ACTIVITY:
Each record should be set down again so that it matches the original exactly.

[[ DATA FOR ANALYSIS, beginning ]]

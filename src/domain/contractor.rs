// ==========================================
// Business Analytics - contractor profitability facet
// ==========================================
// Raw contractor rows and the per-contractor summary with profit,
// margin and profit-share metrics.
// ==========================================

use chrono::NaiveDateTime;
use serde::Serialize;

pub const UNKNOWN_CONTRACTOR: &str = "Unknown contractor";

/// One contractor row extracted from the workbook.
#[derive(Debug, Clone, PartialEq, Serialize)]
pub struct ContractorRow {
    pub worked_at: Option<NaiveDateTime>,
    pub contractor: String,
    /// Produced weight in tons.
    pub weight: f64,
    pub revenue: f64,
    pub materials_cost: f64,
    /// Payment to the contractor.
    pub contractor_cost: f64,
}

impl ContractorRow {
    pub fn is_valid(&self) -> bool {
        !self.contractor.trim().is_empty()
            && self.weight >= 0.0
            && self.revenue >= 0.0
            && self.materials_cost >= 0.0
            && self.contractor_cost >= 0.0
    }
}

/// Transport cost attributed to a contractor.
///
/// No data source feeds this yet, so summaries carry `NotYetAvailable`
/// rather than a zero that could be mistaken for a real figure. Profit
/// and margins are overstated until the wiring exists.
#[derive(Debug, Clone, Copy, PartialEq, Serialize)]
#[serde(tag = "status", content = "value")]
pub enum TransportCost {
    NotYetAvailable,
    Amount(f64),
}

impl TransportCost {
    /// Numeric value used in profit math; `NotYetAvailable` counts as 0.
    pub fn amount(&self) -> f64 {
        match self {
            TransportCost::NotYetAvailable => 0.0,
            TransportCost::Amount(v) => *v,
        }
    }

    pub fn is_available(&self) -> bool {
        matches!(self, TransportCost::Amount(_))
    }
}

/// Aggregated profitability figures for one contractor.
#[derive(Debug, Clone, PartialEq, Serialize)]
pub struct ContractorSummary {
    pub contractor: String,
    pub total_weight: f64,
    pub total_revenue: f64,
    pub total_materials_cost: f64,
    pub total_contractor_cost: f64,
    pub transport_cost: TransportCost,
    /// revenue - materials - contractor payment - transport cost
    pub profit: f64,
    /// Profit per ton of produced weight.
    pub margin_per_ton: f64,
    /// Profit as a percentage of revenue.
    pub margin_percentage: f64,
    /// Share of the domain-wide profit (%).
    pub profit_share: f64,
}
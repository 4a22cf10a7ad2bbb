// ==========================================
// Business Analytics - client shipments facet
// ==========================================
// Raw shipment/payment rows and the per-client summary.
// ==========================================

use chrono::NaiveDateTime;
use serde::Serialize;

/// Placeholder used when the client cell is blank.
pub const UNKNOWN_CLIENT: &str = "Unknown client";

/// One shipment row extracted from the workbook.
#[derive(Debug, Clone, PartialEq, Serialize)]
pub struct ShipmentRow {
    /// Shipment date; `None` when the cell is missing or unparseable.
    pub shipped_at: Option<NaiveDateTime>,
    pub client: String,
    pub shipment_amount: f64,
    /// Shipment weight in tons.
    pub shipment_weight: f64,
    pub paid_at: Option<NaiveDateTime>,
    pub payment_amount: f64,
}

impl ShipmentRow {
    pub fn is_valid(&self) -> bool {
        !self.client.trim().is_empty()
            && self.shipment_amount >= 0.0
            && self.shipment_weight >= 0.0
            && self.payment_amount >= 0.0
    }
}

/// Aggregated shipment/payment figures for one client.
#[derive(Debug, Clone, PartialEq, Serialize)]
pub struct ClientSummary {
    pub client: String,
    pub total_shipment_amount: f64,
    pub total_shipment_weight: f64,
    pub total_payment_amount: f64,
    /// Payments as a percentage of shipments for this client.
    pub payment_percentage: f64,
    /// Client's share of the domain-wide shipment amount (%).
    pub shipment_share: f64,
    /// Client's share of the domain-wide payment amount (%).
    pub payment_share: f64,
}
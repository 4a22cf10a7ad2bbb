// ==========================================
// Business Analytics - application layer
// ==========================================

pub mod state;

pub use state::AppState;
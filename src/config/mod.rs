// ==========================================
// Business Analytics - configuration layer
// ==========================================
// Column mapping (named headers, JSON-overridable) and the explicit
// date-filter parameter passed by the caller.
// ==========================================

pub mod date_filter;
pub mod workbook_mapping;

pub use date_filter::DateFilter;
pub use workbook_mapping::{
    ContractorColumns, QualityColumns, ShipmentColumns, SupplierColumns, TransportColumns,
    WorkbookMapping,
};

use std::path::PathBuf;

/// Default location of the user's mapping override file.
pub fn default_mapping_path() -> Option<PathBuf> {
    dirs::config_dir().map(|dir| dir.join("business-analytics").join("mapping.json"))
}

[[ DATA FOR ANALYSIS, end ]]

REPLY:
filename src/domain/contractor.rs
// ==========================================
// Business Analytics - contractor profitability facet
// ==========================================
// Raw contractor rows and the per-contractor summary with profit,
// margin and profit-share metrics.
// ==========================================

use chrono::NaiveDateTime;
use serde::Serialize;

pub const UNKNOWN_CONTRACTOR: &str = "Unknown contractor";

/// One contractor row extracted from the workbook.
#[derive(Debug, Clone, PartialEq, Serialize)]
pub struct ContractorRow {
    pub worked_at: Option<NaiveDateTime>,
    pub contractor: String,
    /// Produced weight in tons.
    pub weight: f64,
    pub revenue: f64,
    pub materials_cost: f64,
    /// Payment to the contractor.
    pub contractor_cost: f64,
}

impl ContractorRow {
    pub fn is_valid(&self) -> bool {
        !self.contractor.trim().is_empty()
            && self.weight >= 0.0
            && self.revenue >= 0.0
            && self.materials_cost >= 0.0
            && self.contractor_cost >= 0.0
    }
}

/// Transport cost attributed to a contractor.
///
/// No data source feeds this yet, so summaries carry `NotYetAvailable`
/// rather than a zero that could be mistaken for a real figure. Profit
/// and margins are overstated until the wiring exists.
#[derive(Debug, Clone, Copy, PartialEq, Serialize)]
#[serde(tag = "status", content = "value")]
pub enum TransportCost {
    NotYetAvailable,
    Amount(f64),
}

impl TransportCost {
    /// Numeric value used in profit math; `NotYetAvailable` counts as 0.
    pub fn amount(&self) -> f64 {
        match self {
            TransportCost::NotYetAvailable => 0.0,
            TransportCost::Amount(v) => *v,
        }
    }

    pub fn is_available(&self) -> bool {
        matches!(self, TransportCost::Amount(_))
    }
}

/// Aggregated profitability figures for one contractor.
#[derive(Debug, Clone, PartialEq, Serialize)]
pub struct ContractorSummary {
    pub contractor: String,
    pub total_weight: f64,
    pub total_revenue: f64,
    pub total_materials_cost: f64,
    pub total_contractor_cost: f64,
    pub transport_cost: TransportCost,
    /// revenue - materials - contractor payment - transport cost
    pub profit: f64,
    /// Profit per ton of produced weight.
    pub margin_per_ton: f64,
    /// Profit as a percentage of revenue.
    pub margin_percentage: f64,
    /// Share of the domain-wide profit (%).
    pub profit_share: f64,
}
repository 4a22cf10a7ad2bbb
// ==========================================
// Business Analytics - client shipments facet
// ==========================================
// Raw shipment/payment rows and the per-client summary.
// ==========================================

use chrono::NaiveDateTime;
use serde::Serialize;

/// Placeholder used when the client cell is blank.
pub const UNKNOWN_CLIENT: &str = "Unknown client";

/// One shipment row extracted from the workbook.
#[derive(Debug, Clone, PartialEq, Serialize)]
pub struct ShipmentRow {
    /// Shipment date; `None` when the cell is missing or unparseable.
    pub shipped_at: Option<NaiveDateTime>,
    pub client: String,
    pub shipment_amount: f64,
    /// Shipment weight in tons.
    pub shipment_weight: f64,
    pub paid_at: Option<NaiveDateTime>,
    pub payment_amount: f64,
}

impl ShipmentRow {
    pub fn is_valid(&self) -> bool {
        !self.client.trim().is_empty()
            && self.shipment_amount >= 0.0
            && self.shipment_weight >= 0.0
            && self.payment_amount >= 0.0
    }
}

/// Aggregated shipment/payment figures for one client.
#[derive(Debug, Clone, PartialEq, Serialize)]
pub struct ClientSummary {
    pub client: String,
    pub total_shipment_amount: f64,
    pub total_shipment_weight: f64,
    pub total_payment_amount: f64,
    /// Payments as a percentage of shipments for this client.
    pub payment_percentage: f64,
    /// Client's share of the domain-wide shipment amount (%).
    pub shipment_share: f64,
    /// Client's share of the domain-wide payment amount (%).
    pub payment_share: f64,
}
repository 4a22cf10a7ad2bbb
// ==========================================
// Business Analytics - application layer
// ==========================================

pub mod state;

pub use state::AppState;
filename src/config/mod.rs
// ==========================================
// Business Analytics - configuration layer
// ==========================================
// Column mapping (named headers, JSON-overridable) and the explicit
// date-filter parameter passed by the caller.
// ==========================================

pub mod date_filter;
pub mod workbook_mapping;

pub use date_filter::DateFilter;
pub use workbook_mapping::{
    ContractorColumns, QualityColumns, ShipmentColumns, SupplierColumns, TransportColumns,
    WorkbookMapping,
};

use std::path::PathBuf;

/// Default location of the user's mapping override file.
pub fn default_mapping_path() -> Option<PathBuf> {
    dirs::config_dir().map(|dir| dir.join("business-analytics").join("mapping.json"))
}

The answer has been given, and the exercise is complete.